What is needed |
Repeat the listing below word for word, leaving nothing out.

Exercise materials |
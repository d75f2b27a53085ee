//! Image cleaning engine
//!
//! Turns an arbitrary raster source into a strict two-level black/white
//! bitmap suitable for edge tracing:
//!
//! 1. **Levels** ([`levels`]) - contrast stretch plus optional inversion
//! 2. **Classify** ([`classify`]) - color vs. monochrome decision
//! 3. **Posterize/Threshold** ([`posterize`]) - palette reduction (color
//!    path only) followed by brightness binarization
//!
//! The whole chain is a pure function of the decoded pixels and the
//! [`PipelineConfig`](crate::config::PipelineConfig): the same input always
//! produces a bit-identical output, which is what makes reprocessing
//! idempotent.

pub mod classify;
pub mod levels;
pub mod posterize;

pub use classify::{Classification, ProcessingMode, SATURATION_CUTOFF};

use image::{imageops, DynamicImage, GrayImage};
use tracing::debug;

use crate::config::PipelineConfig;
use crate::error::{ProcessError, Result};

/// Run the full cleaning chain on a decoded source image.
///
/// Returns the cleaned bitmap: a grayscale buffer holding only the values
/// 0 (black) and 255 (white), ready for the tracer.
///
/// # Errors
///
/// Returns [`ProcessError::InvalidImage`] for a degenerate (zero-area)
/// source.
pub fn clean_image(source: &DynamicImage, config: &PipelineConfig) -> Result<GrayImage> {
    if source.width() == 0 || source.height() == 0 {
        return Err(ProcessError::InvalidImage(format!(
            "degenerate dimensions {}x{}",
            source.width(),
            source.height()
        )));
    }

    let rgb = source.to_rgb8();

    // Stretch contrast first so muddy blacks/whites land on the rails
    // before the classifier or the threshold sees them.
    let mut normalized = levels::auto_level(&rgb, config.levels);
    if config.invert {
        imageops::invert(&mut normalized);
    }

    let classification = classify::classify(&normalized, config.mode);
    debug!(
        is_color = classification.is_color,
        saturation = classification.saturation,
        "classified image"
    );

    let gray = if classification.is_color {
        // Posterizing first snaps anti-aliased gradients to solid blocks,
        // which keeps the threshold from speckling along soft edges.
        let quantized = posterize::posterize(&normalized, config.posterize_colors);
        imageops::grayscale(&quantized)
    } else {
        imageops::grayscale(&normalized)
    };

    Ok(posterize::threshold(&gray, config.threshold_percent))
}

#[cfg(test)]
mod tests {
    use super::*;
    use image::{Rgb, RgbImage};

    fn solid(width: u32, height: u32, color: [u8; 3]) -> DynamicImage {
        DynamicImage::ImageRgb8(RgbImage::from_pixel(width, height, Rgb(color)))
    }

    #[test]
    fn test_clean_rejects_zero_area_image() {
        let empty = DynamicImage::ImageRgb8(RgbImage::new(0, 0));
        let result = clean_image(&empty, &PipelineConfig::default());
        assert!(matches!(result, Err(ProcessError::InvalidImage(_))));
    }

    #[test]
    fn test_clean_output_is_two_level() {
        let mut source = RgbImage::new(16, 16);
        for (x, y, pixel) in source.enumerate_pixels_mut() {
            // Gradient with a color cast so both paths get exercised.
            let v = ((x + y) * 8).min(255) as u8;
            *pixel = Rgb([v, v / 2, 255 - v]);
        }
        let source = DynamicImage::ImageRgb8(source);

        for mode in [
            ProcessingMode::Auto,
            ProcessingMode::Color,
            ProcessingMode::BlackWhite,
        ] {
            let config = PipelineConfig {
                mode,
                ..Default::default()
            };
            let cleaned = clean_image(&source, &config).unwrap();
            assert!(
                cleaned.pixels().all(|p| p.0[0] == 0 || p.0[0] == 255),
                "mode {:?} produced intermediate gray",
                mode
            );
        }
    }

    #[test]
    fn test_clean_is_deterministic() {
        let mut source = RgbImage::new(24, 24);
        for (x, y, pixel) in source.enumerate_pixels_mut() {
            *pixel = Rgb([(x * 11) as u8, (y * 7) as u8, ((x + y) * 5) as u8]);
        }
        let source = DynamicImage::ImageRgb8(source);
        let config = PipelineConfig::default();

        let first = clean_image(&source, &config).unwrap();
        let second = clean_image(&source, &config).unwrap();
        assert_eq!(first.as_raw(), second.as_raw());
    }

    #[test]
    fn test_invert_swaps_polarity() {
        // White background, black line: uniform enough that leveling
        // keeps both extremes in place.
        let mut source = RgbImage::from_pixel(8, 8, Rgb([255, 255, 255]));
        for x in 0..8 {
            source.put_pixel(x, 4, Rgb([0, 0, 0]));
        }
        let source = DynamicImage::ImageRgb8(source);

        let plain = clean_image(&source, &PipelineConfig::default()).unwrap();
        let inverted = clean_image(
            &source,
            &PipelineConfig {
                invert: true,
                ..Default::default()
            },
        )
        .unwrap();

        for (a, b) in plain.pixels().zip(inverted.pixels()) {
            assert_eq!(a.0[0], 255 - b.0[0]);
        }
    }

    #[test]
    fn test_uniform_image_cleans_without_panic() {
        let source = solid(4, 4, [128, 128, 128]);
        let cleaned = clean_image(&source, &PipelineConfig::default()).unwrap();
        let distinct: std::collections::HashSet<u8> =
            cleaned.pixels().map(|p| p.0[0]).collect();
        assert!(distinct.len() <= 2);
    }
}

Result of this exercise |
repository d75f2b27a53085ee
//! Image cleaning engine
//!
//! Turns an arbitrary raster source into a strict two-level black/white
//! bitmap suitable for edge tracing:
//!
//! 1. **Levels** ([`levels`]) - contrast stretch plus optional inversion
//! 2. **Classify** ([`classify`]) - color vs. monochrome decision
//! 3. **Posterize/Threshold** ([`posterize`]) - palette reduction (color
//!    path only) followed by brightness binarization
//!
//! The whole chain is a pure function of the decoded pixels and the
//! [`PipelineConfig`](crate::config::PipelineConfig): the same input always
//! produces a bit-identical output, which is what makes reprocessing
//! idempotent.

pub mod classify;
pub mod levels;
pub mod posterize;

pub use classify::{Classification, ProcessingMode, SATURATION_CUTOFF};

use image::{imageops, DynamicImage, GrayImage};
use tracing::debug;

use crate::config::PipelineConfig;
use crate::error::{ProcessError, Result};

/// Run the full cleaning chain on a decoded source image.
///
/// Returns the cleaned bitmap: a grayscale buffer holding only the values
/// 0 (black) and 255 (white), ready for the tracer.
///
/// # Errors
///
/// Returns [`ProcessError::InvalidImage`] for a degenerate (zero-area)
/// source.
pub fn clean_image(source: &DynamicImage, config: &PipelineConfig) -> Result<GrayImage> {
    if source.width() == 0 || source.height() == 0 {
        return Err(ProcessError::InvalidImage(format!(
            "degenerate dimensions {}x{}",
            source.width(),
            source.height()
        )));
    }

    let rgb = source.to_rgb8();

    // Stretch contrast first so muddy blacks/whites land on the rails
    // before the classifier or the threshold sees them.
    let mut normalized = levels::auto_level(&rgb, config.levels);
    if config.invert {
        imageops::invert(&mut normalized);
    }

    let classification = classify::classify(&normalized, config.mode);
    debug!(
        is_color = classification.is_color,
        saturation = classification.saturation,
        "classified image"
    );

    let gray = if classification.is_color {
        // Posterizing first snaps anti-aliased gradients to solid blocks,
        // which keeps the threshold from speckling along soft edges.
        let quantized = posterize::posterize(&normalized, config.posterize_colors);
        imageops::grayscale(&quantized)
    } else {
        imageops::grayscale(&normalized)
    };

    Ok(posterize::threshold(&gray, config.threshold_percent))
}

#[cfg(test)]
mod tests {
    use super::*;
    use image::{Rgb, RgbImage};

    fn solid(width: u32, height: u32, color: [u8; 3]) -> DynamicImage {
        DynamicImage::ImageRgb8(RgbImage::from_pixel(width, height, Rgb(color)))
    }

    #[test]
    fn test_clean_rejects_zero_area_image() {
        let empty = DynamicImage::ImageRgb8(RgbImage::new(0, 0));
        let result = clean_image(&empty, &PipelineConfig::default());
        assert!(matches!(result, Err(ProcessError::InvalidImage(_))));
    }

    #[test]
    fn test_clean_output_is_two_level() {
        let mut source = RgbImage::new(16, 16);
        for (x, y, pixel) in source.enumerate_pixels_mut() {
            // Gradient with a color cast so both paths get exercised.
            let v = ((x + y) * 8).min(255) as u8;
            *pixel = Rgb([v, v / 2, 255 - v]);
        }
        let source = DynamicImage::ImageRgb8(source);

        for mode in [
            ProcessingMode::Auto,
            ProcessingMode::Color,
            ProcessingMode::BlackWhite,
        ] {
            let config = PipelineConfig {
                mode,
                ..Default::default()
            };
            let cleaned = clean_image(&source, &config).unwrap();
            assert!(
                cleaned.pixels().all(|p| p.0[0] == 0 || p.0[0] == 255),
                "mode {:?} produced intermediate gray",
                mode
            );
        }
    }

    #[test]
    fn test_clean_is_deterministic() {
        let mut source = RgbImage::new(24, 24);
        for (x, y, pixel) in source.enumerate_pixels_mut() {
            *pixel = Rgb([(x * 11) as u8, (y * 7) as u8, ((x + y) * 5) as u8]);
        }
        let source = DynamicImage::ImageRgb8(source);
        let config = PipelineConfig::default();

        let first = clean_image(&source, &config).unwrap();
        let second = clean_image(&source, &config).unwrap();
        assert_eq!(first.as_raw(), second.as_raw());
    }

    #[test]
    fn test_invert_swaps_polarity() {
        // White background, black line: uniform enough that leveling
        // keeps both extremes in place.
        let mut source = RgbImage::from_pixel(8, 8, Rgb([255, 255, 255]));
        for x in 0..8 {
            source.put_pixel(x, 4, Rgb([0, 0, 0]));
        }
        let source = DynamicImage::ImageRgb8(source);

        let plain = clean_image(&source, &PipelineConfig::default()).unwrap();
        let inverted = clean_image(
            &source,
            &PipelineConfig {
                invert: true,
                ..Default::default()
            },
        )
        .unwrap();

        for (a, b) in plain.pixels().zip(inverted.pixels()) {
            assert_eq!(a.0[0], 255 - b.0[0]);
        }
    }

    #[test]
    fn test_uniform_image_cleans_without_panic() {
        let source = solid(4, 4, [128, 128, 128]);
        let cleaned = clean_image(&source, &PipelineConfig::default()).unwrap();
        let distinct: std::collections::HashSet<u8> =
            cleaned.pixels().map(|p| p.0[0]).collect();
        assert!(distinct.len() <= 2);
    }
}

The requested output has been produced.